It was great fun to ask were people were from and what sport they were participating in. We talked at length to two men who had done goat dressing at the rodeo. (This means running up to a tethered goat and putting  underpants on the astonished animal). In the next several days I talked with people who had competed in ice skating events, basketball, and ballroom dancing. There are 35 events in lots of venues in the region.

All of us were impressed with the organization. There were tons of volunteers, police were evident everywhere. Welcoming flags and signs were in most restaurants and neighborhoods. Just as impressive is the estimation at each visitor spent approximately $1500.

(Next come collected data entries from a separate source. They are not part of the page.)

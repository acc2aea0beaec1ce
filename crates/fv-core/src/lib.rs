//! fv-core: stable foundation for the finite-volume toolbox.
//!
//! Contains:
//! - dimensions (run-time dimension sets + named constants)
//! - dimensioned (values tagged with dimensions)
//! - units (uom SI types + constructors)
//! - numeric (Real, Vector, Tensor + tolerances + float helpers)
//! - time (shared simulation clock)
//! - ids (stable compact IDs for mesh objects)
//! - error (shared error types)

pub mod dimensioned;
pub mod dimensions;
pub mod error;
pub mod ids;
pub mod numeric;
pub mod time;
pub mod units;

// Re-exports: nice ergonomics for downstream crates
pub use dimensioned::{Dimensioned, DimensionedScalar};
pub use dimensions::*;
pub use error::{FvError, FvResult};
pub use ids::*;
pub use numeric::*;
pub use time::{RunTime, TimeState};
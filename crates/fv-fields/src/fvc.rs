//! Explicit finite-volume calculus: face-to-cell reductions.

use fv_core::{CellId, DIM_VOLUME};

use crate::boundary::PatchKind;
use crate::error::FieldResult;
use crate::par::map_indexed;
use crate::surface_field::SurfaceField;
use crate::value::FieldValue;
use crate::vol_field::VolField;

/// Sum of face values over the faces bounding each cell (boundary faces
/// included), without orientation.
///
/// Each cell gathers its own faces in ascending face order, so the result
/// does not depend on how the loop is scheduled.
pub fn surface_sum<T: FieldValue>(sf: &SurfaceField<T>) -> FieldResult<VolField<T>> {
    let mesh = sf.mesh();
    let values = sf.values();
    let sums = map_indexed(mesh.n_cells(), |cell| {
        mesh.cell_faces(CellId::from_index(cell as u32))
            .iter()
            .fold(T::zero(), |acc, &face| acc + values[face])
    });
    VolField::from_values(
        format!("surfaceSum({})", sf.name()),
        mesh,
        sf.dimensions(),
        sums,
        PatchKind::ExtrapolatedCalculated,
    )
}

/// Net outflow per unit volume: `(Σ_owner sf - Σ_neighbour sf) / V`.
pub fn surface_integrate<T: FieldValue>(sf: &SurfaceField<T>) -> FieldResult<VolField<T>> {
    let mesh = sf.mesh();
    let values = sf.values();
    let owner = mesh.owner();
    let volumes = mesh.cell_volumes();
    let integrals = map_indexed(mesh.n_cells(), |cell| {
        let net = mesh
            .cell_faces(CellId::from_index(cell as u32))
            .iter()
            .fold(T::zero(), |acc, &face| {
                if owner[face] == cell {
                    acc + values[face]
                } else {
                    acc - values[face]
                }
            });
        net * (1.0 / volumes[cell])
    });
    VolField::from_values(
        format!("surfaceIntegrate({})", sf.name()),
        mesh,
        sf.dimensions() / DIM_VOLUME,
        integrals,
        PatchKind::ExtrapolatedCalculated,
    )
}
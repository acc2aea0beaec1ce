//! Integration tests for scheme selection from a schemes dictionary.

use std::sync::Arc;

use fv_core::{DIM_FLUX, DIM_LENGTH, DIMLESS, RunTime, Vector};
use fv_fields::{FvMesh, PatchKind, SurfaceField, VolField};
use fv_mesh::grid;
use fv_schemes::{InterpolationScheme, SchemeContext, SchemeError, SchemeRegistry, SchemesDict};

const DICT: &str = r#"
interpolation_schemes:
  default: linear
  interpolate(Co): localMax
  interpolate(U): LUST phi grad(U)
grad_schemes:
  default: Gauss linear
  grad(U): Gauss midPoint
div_schemes:
  div(phi,T): Gauss cellCoBlended 0.5 linearUpwind grad(T) 2 upwind;
  div(phi,U): Gauss fixedBlended 0.25 linear upwind
"#;

fn context(dict: SchemesDict) -> SchemeContext {
    let time = Arc::new(RunTime::from_seconds(0.1).unwrap());
    let mesh = Arc::new(FvMesh::new(grid(4, 3, 2.0, 1.5, 0.1).unwrap(), time));
    let geometry = Arc::clone(mesh.geometry());
    let values = (0..geometry.n_faces()).map(|f| 0.01 * (f as f64 - 5.0)).collect();
    mesh.registry()
        .register(SurfaceField::from_values("phi", &geometry, DIM_FLUX, values).unwrap());
    SchemeContext::new(mesh, Arc::new(dict))
}

#[test]
fn dictionary_from_yaml() {
    let dict = SchemesDict::from_yaml_str(DICT).unwrap();
    assert_eq!(dict.interpolation_schemes["interpolate(Co)"], "localMax");
    assert_eq!(dict.div_schemes.len(), 2);

    // Missing tables default to empty
    let partial = SchemesDict::from_yaml_str("grad_schemes:\n  default: Gauss linear\n").unwrap();
    assert!(partial.interpolation_schemes.is_empty());
    assert!(matches!(
        partial.interpolation_entry("interpolate(U)"),
        Err(SchemeError::Lookup { .. })
    ));
}

#[test]
fn convection_schemes_resolve_with_bound_flux() {
    let ctx = context(SchemesDict::from_yaml_str(DICT).unwrap());
    let phi = ctx.lookup_flux("phi").unwrap();
    let geometry = Arc::clone(ctx.geometry());

    let scalars = SchemeRegistry::<f64>::standard();
    let div_t = ctx
        .convection_scheme(&scalars, "div(phi,T)", Arc::clone(&phi))
        .unwrap();
    assert_eq!(div_t.name(), "cellCoBlended");
    assert!(div_t.corrected());

    let t = VolField::from_cell_centres("T", &geometry, DIMLESS, |c| c.x - 2.0 * c.y);
    let face = div_t.interpolate(&t).unwrap();
    assert_eq!(face.values().len(), geometry.n_faces());
    assert!(face.values().iter().all(|v| v.is_finite()));

    let vectors = SchemeRegistry::<Vector>::standard();
    let div_u = ctx.convection_scheme(&vectors, "div(phi,U)", phi).unwrap();
    assert_eq!(div_u.name(), "fixedBlended");
    let bf = div_u
        .as_blended()
        .unwrap()
        .blending_factor(&VolField::uniform(
            "U",
            &geometry,
            DIM_LENGTH,
            Vector::zeros(),
            PatchKind::ZeroGradient,
        ))
        .unwrap();
    assert!(bf.values().iter().all(|&b| b == 0.25));
}

#[test]
fn interpolation_entries_with_defaults() {
    let ctx = context(SchemesDict::from_yaml_str(DICT).unwrap());
    let vectors = SchemeRegistry::<Vector>::standard();

    let lust = ctx.interpolation_scheme(&vectors, "interpolate(U)").unwrap();
    assert_eq!(lust.name(), "LUST");

    // No entry: the default applies
    let fallback = ctx.scalar_interpolation_scheme("interpolate(k)").unwrap();
    assert_eq!(fallback.name(), "linear");

    let grad = ctx.gradient_scheme(&vectors, "grad(U)").unwrap();
    assert_eq!(grad.interpolation().name(), "midPoint");
}

#[test]
fn schemes_are_reusable_across_time_steps() {
    let ctx = context(SchemesDict::from_yaml_str(DICT).unwrap());
    let phi = ctx.lookup_flux("phi").unwrap();
    let scalars = SchemeRegistry::<f64>::standard();
    let scheme = ctx.convection_scheme(&scalars, "div(phi,T)", phi).unwrap();
    let t = VolField::uniform("T", ctx.geometry(), DIMLESS, 1.0, PatchKind::ZeroGradient);

    let blended = scheme.as_blended().unwrap();
    let before = blended.blending_factor(&t).unwrap();
    ctx.mesh().time().set_delta_t(fv_core::units::s(100.0)).unwrap();
    ctx.mesh().time().advance();
    let after = blended.blending_factor(&t).unwrap();

    for (b, a) in before.values().iter().zip(after.values()) {
        assert!(a <= b);
    }
    assert!(after.values().iter().any(|&a| a == 0.0));
}

#[test]
fn unknown_gradient_scheme_rejected() {
    let dict = SchemesDict::standard().with_grad("grad(T)", "leastSquares");
    let ctx = context(dict);
    let registry = SchemeRegistry::<f64>::standard();
    match registry.resolve_str(&ctx, "interpolate(T)", "linearUpwind phi grad(T)") {
        Err(SchemeError::Configuration { message, location }) => {
            assert!(message.contains("leastSquares"));
            assert_eq!(location.entry, "grad_schemes.grad(T)");
        }
        Err(other) => panic!("unexpected error {other}"),
        Ok(_) => panic!("unknown gradient scheme accepted"),
    }
}
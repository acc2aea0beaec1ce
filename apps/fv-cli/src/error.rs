//! Error type for the command-line driver.

use std::path::PathBuf;

use fv_core::FvError;
use fv_fields::FieldError;
use fv_schemes::SchemeError;

#[derive(Debug, thiserror::Error)]
pub enum CliError {
    #[error("Failed to read case file: {path}")]
    CaseRead {
        path: PathBuf,
        source: std::io::Error,
    },

    #[error("Invalid case file: {0}")]
    CaseParse(#[from] serde_yaml::Error),

    #[error("Invalid case: {0}")]
    InvalidCase(String),

    #[error(transparent)]
    Scheme(#[from] SchemeError),

    #[error(transparent)]
    Field(#[from] FieldError),

    #[error(transparent)]
    Core(#[from] FvError),

    #[error("Failed to write output: {path}")]
    OutputWrite {
        path: PathBuf,
        source: std::io::Error,
    },

    #[error("JSON error: {0}")]
    Json(#[from] serde_json::Error),
}

pub type CliResult<T> = Result<T, CliError>;
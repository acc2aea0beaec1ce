//! Integration tests for fv-fields.

use std::sync::Arc;

use fv_core::{DIM_FLUX, DIM_MASS_FLUX, DIMLESS, RunTime};
use fv_fields::{FvMesh, PatchKind, SurfaceField, VolField, fvc, read};
use fv_mesh::grid;
use proptest::prelude::*;

#[test]
fn courant_style_reduction() {
    // One internal face carrying 4 m3/s between two unit cells
    let mesh = Arc::new(grid(2, 1, 2.0, 1.0, 1.0).unwrap());
    let mut values = vec![0.0; mesh.n_faces()];
    values[0] = 4.0;
    let phi = SurfaceField::from_values("phi", &mesh, DIM_FLUX, values).unwrap();

    let sum = fvc::surface_sum(&phi.mag()).unwrap();
    assert_eq!(sum.internal(), &[4.0, 4.0]);
    assert_eq!(sum.patch_kinds()[0], PatchKind::ExtrapolatedCalculated);
    // Boundary values extrapolated from the cells
    assert!(sum.boundary().iter().all(|&v| v == 4.0));
}

#[test]
fn registry_holds_solver_fields() {
    let time = Arc::new(RunTime::from_seconds(0.5).unwrap());
    let fv = FvMesh::new(grid(2, 2, 1.0, 1.0, 1.0).unwrap(), time);
    let mesh = Arc::clone(fv.geometry());

    fv.registry()
        .register(SurfaceField::uniform("phi", &mesh, DIM_MASS_FLUX, 2.0));
    fv.registry().register(VolField::uniform(
        "T",
        &mesh,
        DIMLESS,
        300.0,
        PatchKind::ZeroGradient,
    ));

    let phi = fv.registry().lookup::<SurfaceField<f64>>("phi").unwrap();
    assert_eq!(read(&phi).dimensions(), DIM_MASS_FLUX);
    assert!(fv.registry().lookup::<VolField<f64>>("U").is_err());
}

proptest! {
    #[test]
    fn surface_sum_of_magnitudes_is_non_negative(
        nx in 1usize..5,
        ny in 1usize..5,
        seed in prop::collection::vec(-10.0f64..10.0, 64),
    ) {
        let mesh = Arc::new(grid(nx, ny, 1.0, 1.0, 1.0).unwrap());
        let values: Vec<f64> = (0..mesh.n_faces()).map(|f| seed[f % seed.len()]).collect();
        let phi = SurfaceField::from_values("phi", &mesh, DIM_FLUX, values).unwrap();
        let sum = fvc::surface_sum(&phi.mag()).unwrap();

        prop_assert!(sum.internal().iter().all(|&s| s >= 0.0));

        // Every internal face is counted twice, every boundary face once
        let total: f64 = sum.internal().iter().sum();
        let expected: f64 = phi.internal().iter().map(|v| 2.0 * v.abs()).sum::<f64>()
            + phi.boundary().iter().map(|v| v.abs()).sum::<f64>();
        prop_assert!((total - expected).abs() < 1e-9 * expected.max(1.0));
    }
}
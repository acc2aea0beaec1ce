use crate::FvError;

/// Floating point type used throughout the toolbox
pub type Real = f64;

/// Three-component vector (positions, face area vectors, velocities).
pub type Vector = nalgebra::Vector3<Real>;

/// Second-rank tensor (gradients of vector fields).
pub type Tensor = nalgebra::Matrix3<Real>;

/// One tolerance for everything
#[derive(Clone, Copy, Debug)]
pub struct Tolerances {
    pub abs: Real,
    pub rel: Real,
}

impl Default for Tolerances {
    fn default() -> Self {
        Self {
            abs: 1e-12,
            rel: 1e-9,
        }
    }
}

pub fn nearly_equal(a: Real, b: Real, tol: Tolerances) -> bool {
    let diff = (a - b).abs();
    if diff <= tol.abs {
        return true;
    }
    diff <= tol.rel * a.abs().max(b.abs())
}

pub fn ensure_finite(v: Real, what: &'static str) -> Result<Real, FvError> {
    if v.is_finite() {
        Ok(v)
    } else {
        Err(FvError::NonFinite { what, value: v })
    }
}

/// Smallest magnitude treated as non-zero for geometric quantities.
pub const VSMALL: Real = 1e-300;
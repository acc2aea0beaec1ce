//! JSON field records written by `fv-cli blend`.

use std::path::Path;

use fv_core::DimensionSet;
use fv_fields::{FieldValue, SurfaceField, VolField};
use fv_schemes::CourantField;
use serde::{Deserialize, Serialize};

use crate::error::{CliError, CliResult};

#[derive(Debug, Clone, Copy, PartialEq, Eq, Serialize, Deserialize)]
#[serde(rename_all = "snake_case")]
pub enum FieldLocation {
    Cell,
    Face,
}

/// One field: cell values (without boundary values) or all face values.
/// Vector values are flattened component by component.
#[derive(Debug, Clone, PartialEq, Serialize, Deserialize)]
pub struct FieldRecord {
    pub name: String,
    pub dimensions: DimensionSet,
    pub location: FieldLocation,
    pub values: Vec<f64>,
}

impl FieldRecord {
    pub fn from_vol<T: FieldValue>(field: &VolField<T>) -> Self {
        Self {
            name: field.name().to_string(),
            dimensions: field.dimensions(),
            location: FieldLocation::Cell,
            values: field.internal().iter().flat_map(|v| v.components()).collect(),
        }
    }

    pub fn from_surface<T: FieldValue>(field: &SurfaceField<T>) -> Self {
        Self {
            name: field.name().to_string(),
            dimensions: field.dimensions(),
            location: FieldLocation::Face,
            values: field.values().iter().flat_map(|v| v.components()).collect(),
        }
    }

    pub fn from_courant(field: &CourantField) -> Self {
        match field {
            CourantField::Cell(co) => Self::from_vol(co),
            CourantField::Face(co) => Self::from_surface(co),
        }
    }
}

/// Fields evaluated at one time step.
#[derive(Debug, Clone, PartialEq, Serialize, Deserialize)]
pub struct StepRecord {
    pub time_index: u64,
    pub time: f64,
    pub delta_t: f64,
    pub fields: Vec<FieldRecord>,
}

#[derive(Debug, Clone, PartialEq, Serialize, Deserialize)]
pub struct BlendReport {
    pub scheme: String,
    pub steps: Vec<StepRecord>,
}

impl BlendReport {
    /// Pretty JSON to `path`, or to stdout when no path is given.
    pub fn write(&self, path: Option<&Path>) -> CliResult<()> {
        let json = serde_json::to_string_pretty(self)?;
        match path {
            Some(path) => std::fs::write(path, json).map_err(|source| CliError::OutputWrite {
                path: path.to_path_buf(),
                source,
            }),
            None => {
                println!("{json}");
                Ok(())
            }
        }
    }
}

The next day I had volunteered to meet the bus that was going to take GG9 guests from Cleveland to the Park for a free concert.  Outside the Horseshoe Casino Gift Shop sat a full sized Lakefront coach. Only 6 people had registered and only 3 of them showed up. It was a gorgeous day and, after two days of rain, I think people blew off the bus ride to explore our city.Gay Games 9

As I walked back home, I overheard one participant complain that the venues were far apart and there were few spectators. That was the only complaint I heard. The overwhelming response I got was that people were impressed with our city and all there is to do. But even more so about how friendly and welcoming people are. There were many people who came from overseas. Two of the women on the bus were from Russia and spoke no English. Imagine coming from Croatia or France by yourself to participate.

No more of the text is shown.